He’s in recovery, though, going to his AA meetings and working in a hospice as an orderly. He’s still got his powerful psychic ability known as ‘the Shining,’ and, as he uses it to comfort dying patients, they in turn call him Doctor Sleep. That’s the title explained, at any rate.

His dear old pal from the first movie, Scatman Crothers as Dick Halloran, the chef from the Overlook Hotel, has visited him psychically to help him to deal with his old ghosts from the hotel, who’ve continued to plague and terrorise him.

I love the idea of the lockboxes in Danny’s mind. Catherine Deneuve tried to do something similar in THE HUNGER, but as her lockboxes were physical rather than psychical, her boogeymen all escaped and gave her what for, lol.

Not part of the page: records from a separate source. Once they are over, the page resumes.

//! The ingest pipeline: validator → geocoder → bounds → deduper → store.
//!
//! One entry point serves both the HTTP ingest endpoint and the
//! orchestrator's collector cycles, so every admission runs the same funnel
//! in the same order. All writes for one report happen in one transaction;
//! a lost insert race (concurrent report of the same event) rolls back and
//! retries once as a merge against the winning row.

use crate::dedupe::{self, DedupOutcome};
use crate::geo::{self, GeocodeError, Geocoder};
use crate::metrics::PipelineMetrics;
use crate::registry::SourceRegistry;
use crate::store::incidents::{self, Fingerprints};
use crate::store::{is_unique_violation, sources, StoreError};
use crate::types::{AssetType, IncidentCandidate, IncidentStatus, SourceRef};
use crate::validate::{url::validate_public_url, RejectReason, Validator};
use chrono::{DateTime, Utc};
use serde::Serialize;
use sqlx::PgPool;
use std::sync::atomic::Ordering;
use std::sync::Arc;
use thiserror::Error;
use tracing::{info, warn};
use uuid::Uuid;

#[derive(Debug, Error)]
pub enum IngestError {
    #[error("bad source url {url}: {reason}")]
    BadSourceUrl { url: String, reason: String },

    #[error("implausible coordinates ({lat}, {lon})")]
    BadCoordinates { lat: f64, lon: f64 },

    #[error("location could not be resolved: {0}")]
    Unlocatable(#[from] GeocodeError),

    #[error("report rejected: {0}")]
    Rejected(RejectReason),

    #[error("store validation rejected row: {0}")]
    TriggerRejected(String),

    #[error("store error: {0}")]
    Store(StoreError),
}

/// Whether an admitted report created a new incident or merged into an
/// existing one.
#[derive(Debug, Clone, Copy, PartialEq, Eq, Serialize)]
#[serde(rename_all = "lowercase")]
pub enum IngestAction {
    Created,
    Merged,
}

#[derive(Debug, Clone, Copy)]
pub struct IngestOutcome {
    pub id: Uuid,
    pub action: IngestAction,
}

/// Everything the pipeline needs to know about one report. Coordinates and
/// asset type are optional; when absent they come from the geocoder.
#[derive(Debug, Clone)]
pub struct IngestInput {
    pub title: String,
    pub narrative: String,
    pub occurred_at: DateTime<Utc>,
    pub lat: Option<f64>,
    pub lon: Option<f64>,
    pub asset_type: Option<AssetType>,
    pub status: IncidentStatus,
    pub country: Option<String>,
    pub sources: Vec<SourceRef>,
    /// Pre-extracted location string from the collector, if any.
    pub location_hint: Option<String>,
    /// Country of the reporting source, for geocoder tie-breaks.
    pub source_country: Option<String>,
    /// Per-source keyword whitelist from the registry.
    pub extra_keywords: Vec<String>,
}

enum StoreAttempt {
    Done(IngestOutcome),
    /// Insert lost a uniqueness race; resolve again as a merge.
    LostRace,
}

pub struct IngestPipeline {
    pool: PgPool,
    registry: Arc<SourceRegistry>,
    validator: Validator,
    geocoder: Geocoder,
    metrics: Arc<PipelineMetrics>,
}

impl IngestPipeline {
    pub fn new(
        pool: PgPool,
        registry: Arc<SourceRegistry>,
        validator: Validator,
        metrics: Arc<PipelineMetrics>,
    ) -> Self {
        let geocoder = Geocoder::new(Arc::clone(&registry));
        Self {
            pool,
            registry,
            validator,
            geocoder,
            metrics,
        }
    }

    /// Run one report through the full funnel.
    pub async fn ingest(&self, input: IngestInput) -> Result<IngestOutcome, IngestError> {
        if input.sources.is_empty() {
            return Err(IngestError::BadSourceUrl {
                url: String::new(),
                reason: "at least one source is required".to_string(),
            });
        }
        for source in &input.sources {
            validate_public_url(&source.source_url).map_err(|e| IngestError::BadSourceUrl {
                url: source.source_url.clone(),
                reason: e.to_string(),
            })?;
        }

        // Layers 1–3.
        let admission = self
            .validator
            .validate_text(&input.title, &input.narrative, &input.extra_keywords)
            .await
            .map_err(|reason| {
                self.metrics.record_rejection(&reason);
                IngestError::Rejected(reason)
            })?;
        if admission.degraded {
            self.metrics
                .degraded_admissions
                .fetch_add(1, Ordering::Relaxed);
        }

        // Coordinates: trust the caller's, geocode otherwise.
        let (lat, lon, asset_type) = match (input.lat, input.lon) {
            (Some(lat), Some(lon)) => {
                if !geo::plausible_coordinates(lat, lon) {
                    return Err(IngestError::BadCoordinates { lat, lon });
                }
                (lat, lon, input.asset_type.unwrap_or(AssetType::Other))
            }
            _ => {
                let hint = input.location_hint.as_deref().unwrap_or("");
                let resolved = self
                    .geocoder
                    .resolve(
                        &[hint, input.title.as_str(), input.narrative.as_str()],
                        input.source_country.as_deref(),
                    )
                    .map_err(|e| {
                        self.metrics
                            .rejected_geocode
                            .fetch_add(1, Ordering::Relaxed);
                        IngestError::Unlocatable(e)
                    })?;
                (
                    resolved.lat,
                    resolved.lon,
                    input.asset_type.unwrap_or(resolved.asset_type),
                )
            }
        };

        // Layer 4: European bounds.
        Validator::check_bounds(lat, lon).map_err(|reason| {
            self.metrics.record_rejection(&reason);
            IngestError::Rejected(reason)
        })?;

        let candidate = IncidentCandidate {
            title: input.title,
            narrative: input.narrative,
            occurred_at: input.occurred_at,
            lat,
            lon,
            asset_type,
            status: input.status,
            country: input
                .country
                .or_else(|| Some(geo::country_for(lat, lon).to_string())),
            sources: input.sources,
        };
        let fingerprints = dedupe::fingerprints_for(&candidate);

        // Two attempts: the second only runs after a lost insert race, at
        // which point the content hash is guaranteed to resolve to a row.
        for _attempt in 0..2 {
            match self.try_store(&candidate, &fingerprints).await? {
                StoreAttempt::Done(outcome) => {
                    match outcome.action {
                        IngestAction::Created => {
                            self.metrics
                                .incidents_created
                                .fetch_add(1, Ordering::Relaxed);
                        }
                        IngestAction::Merged => {
                            self.metrics
                                .incidents_merged
                                .fetch_add(1, Ordering::Relaxed);
                        }
                    }
                    info!(
                        incident_id = %outcome.id,
                        action = ?outcome.action,
                        degraded = admission.degraded,
                        confidence = admission.confidence,
                        "Report ingested"
                    );
                    return Ok(outcome);
                }
                StoreAttempt::LostRace => {
                    warn!(content_hash = %fingerprints.content_hash, "Insert lost race, retrying as merge");
                }
            }
        }

        Err(IngestError::Store(StoreError::Db(sqlx::Error::Protocol(
            "dedup retry did not converge".to_string(),
        ))))
    }

    /// One transactional store attempt: dedup decision, row write, source
    /// attachments.
    async fn try_store(
        &self,
        candidate: &IncidentCandidate,
        fingerprints: &Fingerprints,
    ) -> Result<StoreAttempt, IngestError> {
        let mut tx = self
            .pool
            .begin()
            .await
            .map_err(|e| IngestError::Store(StoreError::Db(e)))?;

        let outcome = dedupe::resolve(&mut tx, candidate, fingerprints)
            .await
            .map_err(IngestError::Store)?;

        let (id, action) = match outcome {
            DedupOutcome::New => {
                match incidents::insert_incident(&mut tx, candidate, fingerprints).await {
                    Ok(id) => (id, IngestAction::Created),
                    Err(StoreError::Db(e)) if is_unique_violation(&e, None) => {
                        // Concurrent writer won the content-hash barrier.
                        let _ = tx.rollback().await;
                        return Ok(StoreAttempt::LostRace);
                    }
                    Err(StoreError::ValidationRejected(reason)) => {
                        let _ = tx.rollback().await;
                        return Err(IngestError::TriggerRejected(reason));
                    }
                    Err(e) => {
                        let _ = tx.rollback().await;
                        return Err(IngestError::Store(e));
                    }
                }
            }
            DedupOutcome::MergeInto(existing) => {
                match incidents::lock_incident(&mut tx, existing).await {
                    Ok(()) => {}
                    Err(StoreError::NotFound(_)) => {
                        // The row vanished between lookup and lock; start over.
                        let _ = tx.rollback().await;
                        return Ok(StoreAttempt::LostRace);
                    }
                    Err(e) => {
                        let _ = tx.rollback().await;
                        return Err(IngestError::Store(e));
                    }
                }
                incidents::merge_incident(&mut tx, existing, candidate)
                    .await
                    .map_err(|e| match e {
                        StoreError::ValidationRejected(reason) => {
                            IngestError::TriggerRejected(reason)
                        }
                        other => IngestError::Store(other),
                    })?;
                (existing, IngestAction::Merged)
            }
        };

        for source in &candidate.sources {
            let source_id = sources::resolve_or_register(&mut tx, source, &self.registry)
                .await
                .map_err(IngestError::Store)?;
            incidents::attach_source(&mut tx, id, source_id, source)
                .await
                .map_err(IngestError::Store)?;
        }

        tx.commit()
            .await
            .map_err(|e| IngestError::Store(StoreError::Db(e)))?;

        Ok(StoreAttempt::Done(IngestOutcome { id, action }))
    }
}
//! Uniform error responses with machine-readable reason codes.

use crate::pipeline::IngestError;
use crate::validate::RejectReason;
use axum::http::StatusCode;
use axum::response::{IntoResponse, Response};
use serde::Serialize;

/// Error response body: `{ "error": "<CODE>", "message": "..." }`
#[derive(Debug, Serialize)]
pub struct ErrorBody {
    pub error: String,
    pub message: String,
}

#[derive(Debug)]
pub struct ApiError {
    pub status: StatusCode,
    pub code: String,
    pub message: String,
}

impl ApiError {
    pub fn new(status: StatusCode, code: impl Into<String>, message: impl Into<String>) -> Self {
        Self {
            status,
            code: code.into(),
            message: message.into(),
        }
    }

    pub fn bad_request(message: impl Into<String>) -> Self {
        Self::new(StatusCode::BAD_REQUEST, "BAD_REQUEST", message)
    }

    pub fn unauthorized(message: impl Into<String>) -> Self {
        Self::new(StatusCode::UNAUTHORIZED, "UNAUTHORIZED", message)
    }

    pub fn not_found(message: impl Into<String>) -> Self {
        Self::new(StatusCode::NOT_FOUND, "NOT_FOUND", message)
    }

    pub fn internal(message: impl Into<String>) -> Self {
        Self::new(StatusCode::INTERNAL_SERVER_ERROR, "INTERNAL", message)
    }

    fn validation_failed(kind: &str, message: impl Into<String>) -> Self {
        Self::new(
            StatusCode::UNPROCESSABLE_ENTITY,
            format!("VALIDATION_FAILED:{kind}"),
            message,
        )
    }
}

impl IntoResponse for ApiError {
    fn into_response(self) -> Response {
        let body = ErrorBody {
            error: self.code,
            message: self.message,
        };
        (self.status, axum::Json(body)).into_response()
    }
}

impl From<IngestError> for ApiError {
    fn from(err: IngestError) -> Self {
        match &err {
            IngestError::BadSourceUrl { .. } => {
                Self::new(StatusCode::BAD_REQUEST, "BAD_SOURCE_URL", err.to_string())
            }
            IngestError::BadCoordinates { .. } => {
                Self::new(StatusCode::BAD_REQUEST, "BAD_COORDS", err.to_string())
            }
            IngestError::Unlocatable(geocode) => Self::validation_failed(
                match geocode {
                    crate::geo::GeocodeError::Ambiguous { .. } => "ambiguous_location",
                    crate::geo::GeocodeError::NoMatch => "no_location",
                },
                err.to_string(),
            ),
            IngestError::Rejected(reason) => {
                let kind = match reason {
                    RejectReason::OutOfBounds { .. } => "bounds".to_string(),
                    other => other.code(),
                };
                Self::validation_failed(&kind, err.to_string())
            }
            IngestError::TriggerRejected(reason) => {
                Self::validation_failed("trigger", reason.clone())
            }
            IngestError::Store(_) => Self::internal(err.to_string()),
        }
    }
}

#[cfg(test)]
mod tests {
    use super::*;

    #[test]
    fn reject_reasons_map_to_422_with_kind() {
        let err: ApiError = IngestError::Rejected(RejectReason::ForeignKeyword {
            token: "ukraina".to_string(),
        })
        .into();
        assert_eq!(err.status, StatusCode::UNPROCESSABLE_ENTITY);
        assert_eq!(err.code, "VALIDATION_FAILED:foreign_keyword:ukraina");

        let err: ApiError = IngestError::Rejected(RejectReason::OutOfBounds {
            lat: 41.88,
            lon: -87.63,
        })
        .into();
        assert_eq!(err.code, "VALIDATION_FAILED:bounds");
    }

    #[test]
    fn url_and_coordinate_errors_are_400s() {
        let err: ApiError = IngestError::BadSourceUrl {
            url: "http://localhost/x".to_string(),
            reason: "placeholder host".to_string(),
        }
        .into();
        assert_eq!(err.status, StatusCode::BAD_REQUEST);
        assert_eq!(err.code, "BAD_SOURCE_URL");

        let err: ApiError = IngestError::BadCoordinates {
            lat: 91.0,
            lon: 0.0,
        }
        .into();
        assert_eq!(err.code, "BAD_COORDS");
    }
}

I also love the adorable, fluffy hospice cat, who has the ability to suss out who’s about to shuffle off his or her mortal coil. A most intriguing characteristic, unless you’re the one on whose bed the moggy chooses to park his furry butt. Then it’s Goodnight, Vienna…

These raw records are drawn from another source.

//! Spatio-temporal deduplication.
//!
//! A validated, geocoded report resolves to one of two outcomes: it is a
//! new incident, or it folds into an existing one. The decision runs inside
//! the caller's transaction so the content-hash lookup, the spatial match,
//! and the eventual merge serialize on the incident row.

use crate::fingerprint;
use crate::geo::haversine_m;
use crate::store::incidents::{self, Fingerprints};
use crate::store::StoreError;
use crate::types::{AssetType, IncidentCandidate};
use chrono::{DateTime, Duration, Utc};
use sqlx::{Postgres, Transaction};
use uuid::Uuid;

/// Maximum time between reports of the same physical event.
pub const MERGE_WINDOW_DAYS: i64 = 7;

/// Dedup decision for a candidate.
#[derive(Debug, Clone, Copy, PartialEq, Eq)]
pub enum DedupOutcome {
    New,
    MergeInto(Uuid),
}

/// Compute the candidate's fingerprints per the canonical forms.
pub fn fingerprints_for(candidate: &IncidentCandidate) -> Fingerprints {
    let normalized_title = fingerprint::normalize_title(&candidate.title);
    Fingerprints {
        location_hash: fingerprint::location_hash(
            candidate.lon,
            candidate.lat,
            candidate.asset_type,
        ),
        content_hash: fingerprint::content_hash(
            candidate.occurred_at,
            candidate.lon,
            candidate.lat,
            &normalized_title,
            candidate.asset_type,
        ),
        normalized_title,
    }
}

/// Resolve a candidate against the store: content hash first, then the
/// spatial-temporal nearest match.
pub async fn resolve(
    tx: &mut Transaction<'_, Postgres>,
    candidate: &IncidentCandidate,
    fingerprints: &Fingerprints,
) -> Result<DedupOutcome, StoreError> {
    if let Some(id) = incidents::find_by_content_hash(tx, &fingerprints.content_hash).await? {
        return Ok(DedupOutcome::MergeInto(id));
    }

    if let Some(id) = incidents::find_nearby(
        tx,
        candidate.lat,
        candidate.lon,
        candidate.asset_type,
        candidate.occurred_at,
    )
    .await?
    {
        return Ok(DedupOutcome::MergeInto(id));
    }

    Ok(DedupOutcome::New)
}

/// Pure mirror of the spatial-temporal match used by `find_nearby_incident`
/// in SQL; kept for tests of the radius and window boundaries.
pub fn is_spatial_merge(
    asset_type: AssetType,
    candidate: (f64, f64, DateTime<Utc>),
    existing: (f64, f64, DateTime<Utc>),
) -> bool {
    let (lat_a, lon_a, at_a) = candidate;
    let (lat_b, lon_b, at_b) = existing;

    let distance = haversine_m(lat_a, lon_a, lat_b, lon_b);
    if distance > asset_type.merge_radius_m() {
        return false;
    }

    let delta = (at_a - at_b).num_seconds().abs();
    delta <= Duration::days(MERGE_WINDOW_DAYS).num_seconds()
}

#[cfg(test)]
mod tests {
    use super::*;
    use chrono::TimeZone;

    const AALBORG_AIRPORT: (f64, f64) = (57.093, 9.849);

    fn at(hour: u32) -> DateTime<Utc> {
        Utc.with_ymd_and_hms(2025, 9, 24, hour, 0, 0).unwrap()
    }

    fn km_north(base: (f64, f64), km: f64) -> (f64, f64) {
        // 1 degree of latitude is ~111.19 km
        (base.0 + km / 111.19, base.1)
    }

    #[test]
    fn airport_reports_within_radius_merge() {
        let near = km_north(AALBORG_AIRPORT, 2.9);
        assert!(is_spatial_merge(
            AssetType::Airport,
            (near.0, near.1, at(8)),
            (AALBORG_AIRPORT.0, AALBORG_AIRPORT.1, at(6)),
        ));
    }

    #[test]
    fn airport_reports_outside_radius_stay_separate() {
        let far = km_north(AALBORG_AIRPORT, 3.1);
        assert!(!is_spatial_merge(
            AssetType::Airport,
            (far.0, far.1, at(8)),
            (AALBORG_AIRPORT.0, AALBORG_AIRPORT.1, at(6)),
        ));
    }

    #[test]
    fn tighter_assets_use_tighter_radii() {
        let near = km_north(AALBORG_AIRPORT, 0.8);
        // 800 m: inside a powerplant radius, outside an "other" radius
        assert!(is_spatial_merge(
            AssetType::Powerplant,
            (near.0, near.1, at(8)),
            (AALBORG_AIRPORT.0, AALBORG_AIRPORT.1, at(6)),
        ));
        assert!(!is_spatial_merge(
            AssetType::Other,
            (near.0, near.1, at(8)),
            (AALBORG_AIRPORT.0, AALBORG_AIRPORT.1, at(6)),
        ));
    }

    #[test]
    fn six_days_apart_merges_eight_days_does_not() {
        let base = Utc.with_ymd_and_hms(2025, 9, 10, 12, 0, 0).unwrap();
        let six_days = base + Duration::days(6);
        let eight_days = base + Duration::days(8);

        assert!(is_spatial_merge(
            AssetType::Airport,
            (AALBORG_AIRPORT.0, AALBORG_AIRPORT.1, six_days),
            (AALBORG_AIRPORT.0, AALBORG_AIRPORT.1, base),
        ));
        assert!(!is_spatial_merge(
            AssetType::Airport,
            (AALBORG_AIRPORT.0, AALBORG_AIRPORT.1, eight_days),
            (AALBORG_AIRPORT.0, AALBORG_AIRPORT.1, base),
        ));
    }

    #[test]
    fn fingerprints_are_deterministic_for_a_candidate() {
        let candidate = IncidentCandidate {
            title: "Droner over Aalborg Lufthavn".to_string(),
            narrative: "Politiet modtog flere anmeldelser.".to_string(),
            occurred_at: at(2),
            lat: 57.093,
            lon: 9.849,
            asset_type: AssetType::Airport,
            status: crate::types::IncidentStatus::Active,
            country: Some("DK".to_string()),
            sources: Vec::new(),
        };

        let a = fingerprints_for(&candidate);
        let b = fingerprints_for(&candidate);
        assert_eq!(a.content_hash, b.content_hash);
        assert_eq!(a.content_hash, "92c529e5ca52754f58f1ccd6d17db466");
        assert_eq!(a.normalized_title, "droner over aalborg lufthavn");
        assert_eq!(a.location_hash.len(), 16);
    }
}
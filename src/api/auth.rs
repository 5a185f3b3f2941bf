//! Bearer-token authentication extractor for the ingest endpoint.

use super::error::ApiError;
use super::AppState;
use async_trait::async_trait;
use axum::extract::FromRequestParts;
use axum::http::request::Parts;
use std::sync::Arc;

/// Proof that the request carried the operator ingest token.
pub struct IngestAuth;

#[async_trait]
impl FromRequestParts<Arc<AppState>> for IngestAuth {
    type Rejection = ApiError;

    async fn from_request_parts(
        parts: &mut Parts,
        state: &Arc<AppState>,
    ) -> Result<Self, Self::Rejection> {
        let token = parts
            .headers
            .get("authorization")
            .and_then(|v| v.to_str().ok())
            .and_then(|v| v.strip_prefix("Bearer "))
            .ok_or_else(|| ApiError::unauthorized("Missing Bearer token"))?;

        if token == state.config.ingest_token {
            Ok(IngestAuth)
        } else {
            Err(ApiError::unauthorized("Invalid ingest token"))
        }
    }
}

Anyway, Danny is not without his problems in this excellent sequel. There is a band of very bad nomadic people known as the True Knot on the loose, extending their lives by shortening other peoples’.

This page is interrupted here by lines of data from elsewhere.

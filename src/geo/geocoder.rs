//! Gazetteer-based geocoding of report text.
//!
//! Resolution is longest-match first, then specificity (facility > city >
//! region), then the report's source country as a tie-break. A report whose
//! best matches still point at different places is rejected as ambiguous
//! rather than guessed at.

use crate::registry::{GazetteerEntry, SourceRegistry};
use crate::types::AssetType;
use std::sync::Arc;
use thiserror::Error;

#[derive(Debug, Error, PartialEq, Eq)]
pub enum GeocodeError {
    #[error("no known location in report text")]
    NoMatch,

    #[error("ambiguous location: {candidates:?}")]
    Ambiguous { candidates: Vec<String> },
}

/// A resolved location. `country` comes from the coordinate→country table,
/// not from the gazetteer entry, so the store trigger derives the same code.
#[derive(Debug, Clone, PartialEq)]
pub struct GeocodedLocation {
    pub lat: f64,
    pub lon: f64,
    pub asset_type: AssetType,
    pub country: String,
    /// The gazetteer anchor that matched, for logging and audit.
    pub anchor: String,
}

pub struct Geocoder {
    registry: Arc<SourceRegistry>,
}

struct Candidate<'a> {
    entry: &'a GazetteerEntry,
    matched: &'a str,
}

/// Lowercase, fold the European diacritics the feeds actually carry to
/// ASCII, and collapse everything else to single spaces. Gazetteer anchors
/// are written in this folded form.
fn fold_text(text: &str) -> String {
    let mut folded = String::with_capacity(text.len());
    for c in text.to_lowercase().chars() {
        match c {
            'æ' => folded.push_str("ae"),
            'ø' | 'ö' | 'ô' | 'ó' => folded.push('o'),
            'å' | 'ä' | 'à' | 'á' | 'â' => folded.push('a'),
            'é' | 'è' | 'ê' | 'ë' => folded.push('e'),
            'ü' | 'ú' | 'ù' => folded.push('u'),
            'í' | 'î' | 'ï' => folded.push('i'),
            'ß' => folded.push_str("ss"),
            'ç' => folded.push('c'),
            'ñ' => folded.push('n'),
            c if c.is_ascii_alphanumeric() => folded.push(c),
            _ => folded.push(' '),
        }
    }
    folded.split_whitespace().collect::<Vec<_>>().join(" ")
}

impl Geocoder {
    pub fn new(registry: Arc<SourceRegistry>) -> Self {
        Self { registry }
    }

    /// Resolve the location of a report from its text hints.
    ///
    /// `texts` are scanned in priority order (explicit location hint first,
    /// then title, then body); all matches across all texts compete on
    /// length and specificity.
    pub fn resolve(
        &self,
        texts: &[&str],
        source_country: Option<&str>,
    ) -> Result<GeocodedLocation, GeocodeError> {
        let normalized: Vec<String> = texts
            .iter()
            .map(|t| format!(" {} ", fold_text(t)))
            .collect();

        let mut candidates: Vec<Candidate<'_>> = Vec::new();
        for entry in self.registry.gazetteer() {
            let matched = std::iter::once(entry.name.as_str())
                .chain(entry.aliases.iter().map(String::as_str))
                .find(|anchor| {
                    let needle = format!(" {anchor} ");
                    normalized.iter().any(|text| text.contains(&needle))
                });
            if let Some(matched) = matched {
                candidates.push(Candidate { entry, matched });
            }
        }

        if candidates.is_empty() {
            return Err(GeocodeError::NoMatch);
        }

        // Longest anchor first, then the most specific entry.
        candidates.sort_by(|a, b| {
            b.matched
                .len()
                .cmp(&a.matched.len())
                .then(b.entry.specificity.cmp(&a.entry.specificity))
        });

        let best_len = candidates[0].matched.len();
        let best_spec = candidates[0].entry.specificity;
        let mut top: Vec<&Candidate<'_>> = candidates
            .iter()
            .take_while(|c| c.matched.len() == best_len && c.entry.specificity == best_spec)
            .collect();

        if top.len() > 1 {
            if let Some(country) = source_country {
                let same_country: Vec<&Candidate<'_>> = top
                    .iter()
                    .copied()
                    .filter(|c| c.entry.country == country)
                    .collect();
                if !same_country.is_empty() {
                    top = same_country;
                }
            }
        }

        // Distinct anchors pointing at the same cell are not ambiguous.
        let (first, rest) = match top.split_first() {
            Some(split) => split,
            None => return Err(GeocodeError::NoMatch),
        };
        let all_same_place = rest.iter().all(|c| {
            (c.entry.lat - first.entry.lat).abs() < 0.001
                && (c.entry.lon - first.entry.lon).abs() < 0.001
        });
        if !all_same_place {
            return Err(GeocodeError::Ambiguous {
                candidates: top.iter().map(|c| c.entry.name.clone()).collect(),
            });
        }

        let entry = first.entry;
        Ok(GeocodedLocation {
            lat: entry.lat,
            lon: entry.lon,
            asset_type: entry.asset_type,
            country: super::country_for(entry.lat, entry.lon).to_string(),
            anchor: first.matched.to_string(),
        })
    }
}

They feed off other psychically gifted individuals by inhaling their ‘steam’ at their moment of death. Rose the Hat, a beautiful young woman who just so happens to be one of King’s most interesting characters, is their leader.

When we meet them, though, the cult members are starving for lack of psychic steam. One of their member, Grampa Flick, dies of actual psychical starvation. He’s played by Carel Struycken, an actor with a condition known as acromegaly which gives a person enlarged hands and feet and sometimes enlarged or elongated facial features as well.

Like the actor Rondo Hatton, who suffered from a similar condition, Struycken has used his appearance to his advantage to get acting jobs. He did a fantastic job as Mr. Moonlight in the film adaptation of another Stephen King classic novel, GERALD’S GAME (2017).

Anyway, Danny becomes aware of the True Knot when a little girl with outstanding psychic abilities, Abra Stone, informs him of their existence after they kill a little boy and devour his ‘psychic steam’ as he dies in agony.

Reluctantly, Danny gets involved with Abra and they plan together both to lead law enforcement to the boy’s grave so his parents can have closure, and also to take out the True Knot, and I sure as shit don’t mean for a romantic dinner.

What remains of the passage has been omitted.